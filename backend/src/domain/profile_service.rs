//! Profile service: registration, lookups, and admin membership.

use std::sync::Arc;

use async_trait::async_trait;
use tracing::info;

use crate::domain::ports::{AdminRegistry, ProfileCommand, ProfileQuery, ProfileRepository};
use crate::domain::service_errors::{map_admin_error, map_profile_error};
use crate::domain::{AccountId, Error, ProfileDetails, ProfileDraft, UserId, UserProfile, Viewer};

/// Profile service implementing the profile driving ports.
#[derive(Clone)]
pub struct ProfileService<P, A> {
    profiles: Arc<P>,
    admins: Arc<A>,
}

impl<P, A> ProfileService<P, A> {
    /// Create a new service over the given repositories.
    pub fn new(profiles: Arc<P>, admins: Arc<A>) -> Self {
        Self { profiles, admins }
    }
}

impl<P, A> ProfileService<P, A>
where
    P: ProfileRepository,
    A: AdminRegistry,
{
    async fn is_admin(&self, user: UserId) -> Result<bool, Error> {
        self.admins.is_admin(user).await.map_err(map_admin_error)
    }
}

#[async_trait]
impl<P, A> ProfileQuery for ProfileService<P, A>
where
    P: ProfileRepository,
    A: AdminRegistry,
{
    async fn viewer_for(&self, account: &AccountId) -> Result<Viewer, Error> {
        let Some(profile) = self.profile_for_account(account).await? else {
            return Ok(Viewer::Anonymous);
        };
        let admin = self.is_admin(profile.id).await?;
        Ok(Viewer::from_profile(Some(profile.id), admin))
    }

    async fn profile_for_account(
        &self,
        account: &AccountId,
    ) -> Result<Option<UserProfile>, Error> {
        self.profiles
            .find_by_account(account)
            .await
            .map_err(map_profile_error)
    }

    async fn details(&self, account: &AccountId) -> Result<ProfileDetails, Error> {
        let profile = self
            .profile_for_account(account)
            .await?
            .ok_or_else(|| Error::not_found("profile not registered"))?;
        let admin = self.is_admin(profile.id).await?;
        Ok(ProfileDetails { profile, admin })
    }

    async fn find_user(&self, id: UserId) -> Result<Option<UserProfile>, Error> {
        self.profiles.find_by_id(id).await.map_err(map_profile_error)
    }
}

#[async_trait]
impl<P, A> ProfileCommand for ProfileService<P, A>
where
    P: ProfileRepository,
    A: AdminRegistry,
{
    async fn register(
        &self,
        account: &AccountId,
        draft: ProfileDraft,
    ) -> Result<UserProfile, Error> {
        let profile = self
            .profiles
            .insert(account, &draft)
            .await
            .map_err(map_profile_error)?;
        info!(user_id = %profile.id, %account, "profile registered");
        Ok(profile)
    }

    async fn set_admin(&self, user: UserId, admin: bool) -> Result<bool, Error> {
        let changed = if admin {
            self.admins.grant(user).await
        } else {
            self.admins.revoke(user).await
        }
        .map_err(map_admin_error)?;
        info!(user_id = %user, admin, changed, "admin membership updated");
        Ok(changed)
    }
}

#[cfg(test)]
mod tests {
    use super::*;
    use crate::domain::ErrorCode;
    use crate::domain::ports::{
        AdminRegistryError, MockAdminRegistry, MockProfileRepository, ProfileRepositoryError,
    };
    use crate::test_support::sample_profile;
    use rstest::rstest;

    fn make_service(
        profiles: MockProfileRepository,
        admins: MockAdminRegistry,
    ) -> ProfileService<MockProfileRepository, MockAdminRegistry> {
        ProfileService::new(Arc::new(profiles), Arc::new(admins))
    }

    #[rstest]
    #[case(None, false, Viewer::Anonymous)]
    #[case(Some(3), false, Viewer::Member(UserId::new(3)))]
    #[case(Some(3), true, Viewer::Admin(UserId::new(3)))]
    #[tokio::test]
    async fn viewer_reflects_registration_and_membership(
        #[case] profile: Option<i64>,
        #[case] admin: bool,
        #[case] expected: Viewer,
    ) {
        let mut profiles = MockProfileRepository::new();
        profiles
            .expect_find_by_account()
            .return_once(move |_| Ok(profile.map(sample_profile)));
        let mut admins = MockAdminRegistry::new();
        admins.expect_is_admin().returning(move |_| Ok(admin));

        let service = make_service(profiles, admins);
        let viewer = service
            .viewer_for(&AccountId::random())
            .await
            .expect("viewer resolved");
        assert_eq!(viewer, expected);
    }

    #[tokio::test]
    async fn duplicate_registration_is_a_conflict() {
        let mut profiles = MockProfileRepository::new();
        profiles
            .expect_insert()
            .return_once(|account, _| Err(ProfileRepositoryError::duplicate(account.to_string())));

        let service = make_service(profiles, MockAdminRegistry::new());
        let draft = ProfileDraft::try_new("Ada", "Lovelace", "ada@example.com").expect("draft");
        let err = service
            .register(&AccountId::random(), draft)
            .await
            .expect_err("duplicate");
        assert_eq!(err.code(), ErrorCode::Conflict);
    }

    #[tokio::test]
    async fn details_require_registration() {
        let mut profiles = MockProfileRepository::new();
        profiles.expect_find_by_account().return_once(|_| Ok(None));

        let service = make_service(profiles, MockAdminRegistry::new());
        let err = service
            .details(&AccountId::random())
            .await
            .expect_err("unregistered");
        assert_eq!(err.code(), ErrorCode::NotFound);
    }

    #[tokio::test]
    async fn granting_unknown_user_is_not_found() {
        let mut admins = MockAdminRegistry::new();
        admins
            .expect_grant()
            .return_once(|user| Err(AdminRegistryError::unknown_user(user.get())));

        let service = make_service(MockProfileRepository::new(), admins);
        let err = service
            .set_admin(UserId::new(40), true)
            .await
            .expect_err("unknown user");
        assert_eq!(err.code(), ErrorCode::NotFound);
    }

    #[tokio::test]
    async fn revoking_delegates_to_registry() {
        let mut admins = MockAdminRegistry::new();
        admins.expect_revoke().times(1).return_once(|_| Ok(true));

        let service = make_service(MockProfileRepository::new(), admins);
        assert!(service.set_admin(UserId::new(2), false).await.expect("revoked"));
    }
}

==*==

— What is needed —
The number of lines in the entries holding the word "ProfileDraft" is what is needed. Supply that number only.

— Answer to this task —
3